Rebel Without a Clue
- Kiran D. Tare

- Aug 9
- 3 min read
Rahul Gandhi has turned the Congress into an echo chamber by peddling conspiracy, parroting the narrative of India’s adversaries and alienating his own party ranks.

It was pure Rahul Gandhi: a flourish of indignation, a headline-grabbing claim and dodgy facts. At a recent New Delhi press conference, the Congress leader alleged that over 100,000 “fake voters” had been planted in Karnataka’s Mahadevapura constituency while declaring he possessed “100% proof” of mass fraud in the 2024 Lok Sabha elections. The ECI replied with studied patience, calling the charges “misleading and baseless,” and asking Gandhi to sign an affidavit under oath, warning that lying would invite criminal penalties under India’s Nyaya Samhita.

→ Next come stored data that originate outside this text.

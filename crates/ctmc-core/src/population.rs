//! The population counter arena.
//!
//! [`Populations`] owns every integer counter in a system. Processes hold
//! [`PopulationId`] handles and only ever see `&Populations` when
//! computing rates; the system's update hook is the single holder of
//! `&mut Populations` while an event is applied.

use crate::error::{SimError, ValueError};
use crate::id::PopulationId;

/// Index-addressed, non-negative integer counters.
#[derive(Clone, Debug, Default, PartialEq, Eq)]
pub struct Populations {
    counts: Vec<u64>,
}

impl Populations {
    /// An empty arena.
    pub fn new() -> Self {
        Self { counts: Vec::new() }
    }

    /// Build an arena from initial counts; `PopulationId(i)` maps to `counts[i]`.
    pub fn from_counts(counts: Vec<u64>) -> Self {
        Self { counts }
    }

    /// Build an arena from signed initial counts, rejecting negatives.
    pub fn from_signed(counts: &[i64]) -> Result<Self, SimError> {
        let counts = counts
            .iter()
            .map(|&c| {
                u64::try_from(c).map_err(|_| {
                    SimError::from(ValueError::InvalidValue {
                        what: "initial population",
                        value: c as f64,
                    })
                })
            })
            .collect::<Result<Vec<_>, _>>()?;
        Ok(Self { counts })
    }

    /// Register a new counter and return its handle.
    ///
    /// Fails with `IndexOutOfRange` once the arena holds `u32::MAX + 1`
    /// counters.
    pub fn push(&mut self, initial: u64) -> Result<PopulationId, SimError> {
        let len = self.counts.len();
        let id = PopulationId::from_index(len).ok_or(SimError::IndexOutOfRange {
            what: "population",
            index: len,
            len,
        })?;
        self.counts.push(initial);
        Ok(id)
    }

    /// Number of counters.
    pub fn len(&self) -> usize {
        self.counts.len()
    }

    /// Whether the arena holds no counters.
    pub fn is_empty(&self) -> bool {
        self.counts.is_empty()
    }

    /// Whether `id` names a counter in this arena.
    pub fn contains(&self, id: PopulationId) -> bool {
        id.index() < self.counts.len()
    }

    /// Current value of a counter.
    pub fn get(&self, id: PopulationId) -> Result<u64, SimError> {
        self.counts
            .get(id.index())
            .copied()
            .ok_or(SimError::IndexOutOfRange {
                what: "population",
                index: id.index(),
                len: self.counts.len(),
            })
    }

    /// Add one individual.
    pub fn increment(&mut self, id: PopulationId) -> Result<(), SimError> {
        let slot = self.slot_mut(id)?;
        *slot = slot.checked_add(1).ok_or_else(|| SimError::InvariantViolation {
            reason: format!("population {id} overflowed"),
        })?;
        Ok(())
    }

    /// Remove one individual. Fails rather than clamping at zero.
    pub fn decrement(&mut self, id: PopulationId) -> Result<(), SimError> {
        let slot = self.slot_mut(id)?;
        *slot = slot
            .checked_sub(1)
            .ok_or_else(|| SimError::InvariantViolation {
                reason: format!("population {id} would become negative"),
            })?;
        Ok(())
    }

    /// Move one individual from `from` to `to`.
    ///
    /// Both counters are checked before either is touched, so a failed
    /// transfer leaves the arena unchanged.
    pub fn transfer(&mut self, from: PopulationId, to: PopulationId) -> Result<(), SimError> {
        if self.get(from)? == 0 {
            return Err(SimError::InvariantViolation {
                reason: format!("population {from} would become negative"),
            });
        }
        if self.get(to)? == u64::MAX {
            return Err(SimError::InvariantViolation {
                reason: format!("population {to} overflowed"),
            });
        }
        self.decrement(from)?;
        self.increment(to)
    }

    /// Sum of all counters, saturating at `u64::MAX`.
    pub fn total(&self) -> u64 {
        self.counts.iter().fold(0u64, |acc, &c| acc.saturating_add(c))
    }

    /// Counter at raw slice index `index`.
    ///
    /// `IndexOutOfRange` for any index outside `[0, len)`, including ones
    /// too large to be a [`PopulationId`].
    pub fn get_index(&self, index: usize) -> Result<u64, SimError> {
        self.counts
            .get(index)
            .copied()
            .ok_or(SimError::IndexOutOfRange {
                what: "population",
                index,
                len: self.counts.len(),
            })
    }

    /// All counters in id order.
    pub fn as_slice(&self) -> &[u64] {
        &self.counts
    }

    fn slot_mut(&mut self, id: PopulationId) -> Result<&mut u64, SimError> {
        let len = self.counts.len();
        self.counts
            .get_mut(id.index())
            .ok_or(SimError::IndexOutOfRange {
                what: "population",
                index: id.index(),
                len,
            })
    }
}

#[cfg(test)]
mod tests {
    use super::*;

    #[test]
    fn push_assigns_sequential_ids() {
        let mut pops = Populations::new();
        assert_eq!(pops.push(5).unwrap(), PopulationId(0));
        assert_eq!(pops.push(7).unwrap(), PopulationId(1));
        assert_eq!(pops.len(), 2);
        assert_eq!(pops.total(), 12);
    }

    #[test]
    fn decrement_below_zero_fails() {
        let mut pops = Populations::from_counts(vec![1]);
        pops.decrement(PopulationId(0)).unwrap();
        let err = pops.decrement(PopulationId(0)).unwrap_err();
        assert!(matches!(err, SimError::InvariantViolation { .. }));
        assert_eq!(pops.get(PopulationId(0)).unwrap(), 0);
    }

    #[test]
    fn transfer_is_atomic() {
        let mut pops = Populations::from_counts(vec![0, 3]);
        assert!(pops.transfer(PopulationId(0), PopulationId(1)).is_err());
        assert_eq!(pops.as_slice(), &[0, 3]);

        pops.transfer(PopulationId(1), PopulationId(0)).unwrap();
        assert_eq!(pops.as_slice(), &[1, 2]);
    }

    #[test]
    fn out_of_range_reported() {
        let mut pops = Populations::from_counts(vec![1, 2]);
        assert_eq!(
            pops.increment(PopulationId(4)),
            Err(SimError::IndexOutOfRange {
                what: "population",
                index: 4,
                len: 2
            })
        );
        assert!(!pops.contains(PopulationId(2)));
    }

    #[test]
    fn from_signed_rejects_negative() {
        assert!(Populations::from_signed(&[3, 0, 9]).is_ok());
        let err = Populations::from_signed(&[3, -1]).unwrap_err();
        assert!(matches!(err, SimError::InvalidValue(_)));
    }

    #[test]
    fn total_saturates_instead_of_overflowing() {
        let pops = Populations::from_counts(vec![u64::MAX, 5, 1]);
        assert_eq!(pops.total(), u64::MAX);
    }

    #[test]
    #[cfg(target_pointer_width = "64")]
    fn raw_index_beyond_u32_is_out_of_range() {
        let pops = Populations::from_counts(vec![7, 3]);
        assert_eq!(pops.get_index(1).unwrap(), 3);
        assert!(matches!(
            pops.get_index(1usize << 32),
            Err(SimError::IndexOutOfRange { what: "population", len: 2, .. })
        ));
        assert_eq!(PopulationId::from_index(1usize << 32), None);
        assert_eq!(PopulationId::from_index(4), Some(PopulationId(4)));
    }
}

Gandhi has made a habit of building grand conspiracies on wafer-thin foundations. Days earlier, he had endorsed US President’s Donald Trump’s smear that India is a “dead economy,” saying he was “glad” the remark was made and that “everybody” knew it except the Prime Minister and Finance Minister. Senior Congress figures distanced themselves, wary of repeating a foreign leader’s insult to India’s economy. Congressman Rajeev Shukla publicly contradicted Rahul while others privately, rolled their eyes.
If that was ham-fisted, his performance during the Operation Sindoor debate was reckless. On the floor of Parliament, Gandhi alleged that the Modi government had reportedly informed Pakistan of its intended military targets and constrained Indian pilots during a retaliatory strike. The BJP accused him of “parroting Pakistani propaganda” and undercutting India’s global standing. In any other major democracy, such a claim from the leader of the opposition would have ended his credibility.
Today, the echo chamber is the Congress’s core problem. Gandhi has built a media-political ecosystem that thrives on outrage and ideological signalling rather than policy work or coalition-building. The result has been the gradual alienation of the party’s most articulate and internationally respected voices. Shashi Tharoor, who has represented India abroad with great skill while Manish Tewari, another seasoned parliamentarian, have been shunted to the margins. Both were tapped by the Modi government for global diplomatic missions precisely because they can rise above partisan reflexes. Their offence was to prioritise the nation over the party line - an unpardonable sin in Rahul’s court of sycophants.
The political cost is mounting. By narrowing his circle to fawning loyalists and ideologues, Gandhi has shrunk the Congress’s reach. His rhetoric, whether echoing Trump, feeding Pakistani talking points, or pushing fantastical allegations about the electoral process, reinforces the perception that the party is out of touch with ordinary voters and more concerned with foreign applause than domestic persuasion. The spectacle may energise the converted, but it leaves everyone else unconvinced.
There is a pattern here. Gandhi launches into a sensational claim which then collapses under scrutiny; the party doubles down rather than recalibrate. In each case, the Congress emerges more isolated politically, intellectually and diplomatically.
The irony is that India needs a credible opposition. In theory, the Congress, with its national footprint and experienced bench, could fill that role. In practice, it has tethered itself to such a cretinous leader whose instincts run towards bizarre theatrical confrontation, not constructive challenge.
An effective opposition leader must balance criticism with responsibility; Gandhi instead mistakes grievance for vision. His style is only about reinforcing his own ‘moral’ self-image. Instead of offering a credible programme for India’s future, he has honed a style that oscillates between sulking over losses and pre-emptively crying foul before the next contest.
In doing so, he has not only failed to broaden Congress’s appeal but has consistently driven away some of its most capable lieutenants.
Rahul Gandhi likes to speak of defending democracy. Yet in his hands, the hackneyed script of the Congress is tailored to the prejudices of Gandhi’s inner circle and the sympathies of a global audience predisposed to dislike Narendra Modi. The Congress party’s strategy under Gandhi is not to debate the government or its policies but to viciously despise it, come what may.
In Rahul’s lexicon, Narendra Modi is not merely a political opponent but the embodiment of all that is wrong with India. The anger is so consuming that it bleeds into a disdain for the nation itself.
Like a footballer who blames the referee after every loss and complains of bias before the next match, Gandhi is locked in a cycle of grievance. His politics is noise without consequence. The tragedy is not his alone. By tying its fortunes to this reluctant adult, the Congress party has condemned itself to irrelevance. For all his noise, Rahul Gandhi remains the boy who would be king - forever playing to the gallery, even as the stage beneath him rots.